Welcome to the Chelsea Hotel

Construit en 1883, l’immeuble de douze étages situé dans le quartier de Chelsea à Manhattan devient un hôtel en 1905. Imposant édifice de briques rouge le Chelsea Hotel devient très rapidement le centre névralgique de la vie artistique new-yorkaise. En mauvais état, l’établissement n’a pas acquis sa notoriété grâce à ses chambres poussiéreuses, son mobilier dépareillé, ni même son service. Lieu de vie bohème, ce sont les artistes qui, lors de leurs passages dans la Big Apple, écrivent son histoire et bâtissent sa réputation en séjournant dans l’une ou l’autre des 400 chambres du 222 West de la 23ème rue. Certains l’ont même évoqué en chanson: Chelsea Morning de Joni Mitchell, Chelsea Girl pour Lou Reed et Third Week in the Chelsea par Jefferson Airplane. Milos Forman, Bob Dylan, Mark Twain, Arthur Miller, Andy Warhol, Jean-Paul Sartre, Simone de Beauvoir ou encore Patti Smith, Tom Waits, Jimi Hendrix, Joan Baez et d’autres y ont effectué des séjours plus ou moins longs.
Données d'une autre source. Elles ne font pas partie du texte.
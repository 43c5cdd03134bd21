//! Buckets: ordered groups of raw tokens, one per category.
//!
//! A classification pass fills one bucket per configured category plus a
//! trailing `Unclassified` bucket for everything no dictionary claimed.
//! Buckets hold raw tokens (brackets and weights intact) so a reassembled
//! prompt keeps its original emphasis.

use serde::{Deserialize, Serialize};

/// Name of the catch-all bucket that trails every classification result.
pub const UNCLASSIFIED: &str = "Unclassified";

/// One category's worth of classified tokens, in prompt order.
#[derive(Debug, Clone, PartialEq, Eq, Serialize, Deserialize)]
pub struct Bucket {
    pub name: String,
    pub tokens: Vec<String>,
}

impl Bucket {
    pub fn new(name: impl Into<String>) -> Self {
        Self {
            name: name.into(),
            tokens: Vec::new(),
        }
    }

    /// Comma-join the raw tokens back into prompt fragment form.
    pub fn render(&self) -> String {
        self.tokens.join(", ")
    }

    pub fn contains(&self, raw: &str) -> bool {
        self.tokens.iter().any(|t| t == raw)
    }

    pub fn is_empty(&self) -> bool {
        self.tokens.is_empty()
    }
}

/// A bucket's name paired with its rendered text, ready for display.
#[derive(Debug, Clone, PartialEq, Eq, Serialize, Deserialize)]
pub struct RenderedBucket {
    pub name: String,
    pub text: String,
}

/// The full outcome of classifying one prompt: every category bucket in
/// configuration order, then the `Unclassified` bucket.
#[derive(Debug, Clone, PartialEq, Eq, Serialize, Deserialize)]
pub struct BucketState {
    pub buckets: Vec<Bucket>,
}

impl BucketState {
    /// Empty state with one bucket per category name, `Unclassified` last.
    pub fn for_categories<I, S>(names: I) -> Self
    where
        I: IntoIterator<Item = S>,
        S: Into<String>,
    {
        let mut buckets: Vec<Bucket> = names.into_iter().map(Bucket::new).collect();
        buckets.push(Bucket::new(UNCLASSIFIED));
        Self { buckets }
    }

    pub fn get(&self, name: &str) -> Option<&Bucket> {
        self.buckets.iter().find(|b| b.name == name)
    }

    pub fn get_mut(&mut self, name: &str) -> Option<&mut Bucket> {
        self.buckets.iter_mut().find(|b| b.name == name)
    }

    pub fn unclassified(&self) -> Option<&Bucket> {
        self.get(UNCLASSIFIED)
    }

    pub fn total_tokens(&self) -> usize {
        self.buckets.iter().map(|b| b.tokens.len()).sum()
    }

    /// Render every bucket in order, including empty ones.
    pub fn render_all(&self) -> Vec<RenderedBucket> {
        self.buckets
            .iter()
            .map(|b| RenderedBucket {
                name: b.name.clone(),
                text: b.render(),
            })
            .collect()
    }
}

#[cfg(test)]
mod tests {
    use super::*;

    #[test]
    fn for_categories_appends_unclassified_last() {
        let state = BucketState::for_categories(["Poses", "Clothes"]);
        let names: Vec<&str> = state.buckets.iter().map(|b| b.name.as_str()).collect();
        assert_eq!(names, ["Poses", "Clothes", UNCLASSIFIED]);
    }

    #[test]
    fn render_joins_raw_tokens_with_comma_space() {
        let mut bucket = Bucket::new("Clothes");
        bucket.tokens.push("(red_dress:1.1)".to_string());
        bucket.tokens.push("[hat]".to_string());
        assert_eq!(bucket.render(), "(red_dress:1.1), [hat]");
    }

    #[test]
    fn empty_bucket_renders_empty_string() {
        assert_eq!(Bucket::new("Poses").render(), "");
    }

    #[test]
    fn get_mut_reaches_the_named_bucket() {
        let mut state = BucketState::for_categories(["Poses"]);
        state
            .get_mut("Poses")
            .expect("bucket exists")
            .tokens
            .push("standing".to_string());
        assert!(state.get("Poses").expect("bucket exists").contains("standing"));
        assert_eq!(state.total_tokens(), 1);
    }

    #[test]
    fn render_all_keeps_order_and_empty_buckets() {
        let mut state = BucketState::for_categories(["Poses", "Clothes"]);
        state
            .get_mut(UNCLASSIFIED)
            .expect("bucket exists")
            .tokens
            .push("mystery".to_string());
        let rendered = state.render_all();
        assert_eq!(rendered.len(), 3);
        assert_eq!(rendered[0].text, "");
        assert_eq!(rendered[2].name, UNCLASSIFIED);
        assert_eq!(rendered[2].text, "mystery");
    }
}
En 1978, Nancy Spungen, la compagne de Sid Vicious, y sera même assassinée à coups de couteau dans la baignoire de la chambre 100.

Printemps 1968, après une nuit d’errances solitaires, Leonard Cohen et Janis Joplin regagnent leurs chambres respectives aux premières lueurs de l’aube. Lui occupe la 424, Pearl la 411. Ils se retrouvent par hasard dans le hall pour prendre l’ascenseur et entament la conversation. Vous cherchez quelqu’un? Oui, je cherche Kris Kristofferson répond Janis. Le chanteur tente alors une blague: Jeune fille, vous avez de la chance, je suis Kris Kristofferson! Quand l’ascenseur arrive au quatrième les dés sont jetés, ils passent la nuit ensemble. Trois ans plus tard, peu après le décès de la chanteuse, Cohen est assis au bar d’un restaurant de Miami. Nostalgique, il repense à Janis et commence à écrire quelques mots pour lui rendre hommage: I remember you well in the Chelsea Hotel. You were talking so brave and so sweet. Giving me head on the unmade bed. While the limousines wait in the street… (Je me souviens très bien de toi à l’hotel Chelsea. Tu étais si volubile et si gentille. Tu m’as fait une gâterie sur un lit défait alors que les limousines attendaient en bas…). Remaniée à plusieurs reprise, la chanson Chelsea Hotel #2 parait finalement en 1974 sur l’album New Skin for the Old Ceremony mais ce n’est qu’en 1976, lors d’un concert à Montreux, que le chanteur canadien avoue que les paroles font référence à cette nuit partagée avec Janis Joplin. Aujourd’hui complètement rénové, le Chelsea Hotel entretient sa légende. Pour la postérité, des plaques à l’entrée affichent les noms des artistes ayant séjourné dans ses murs.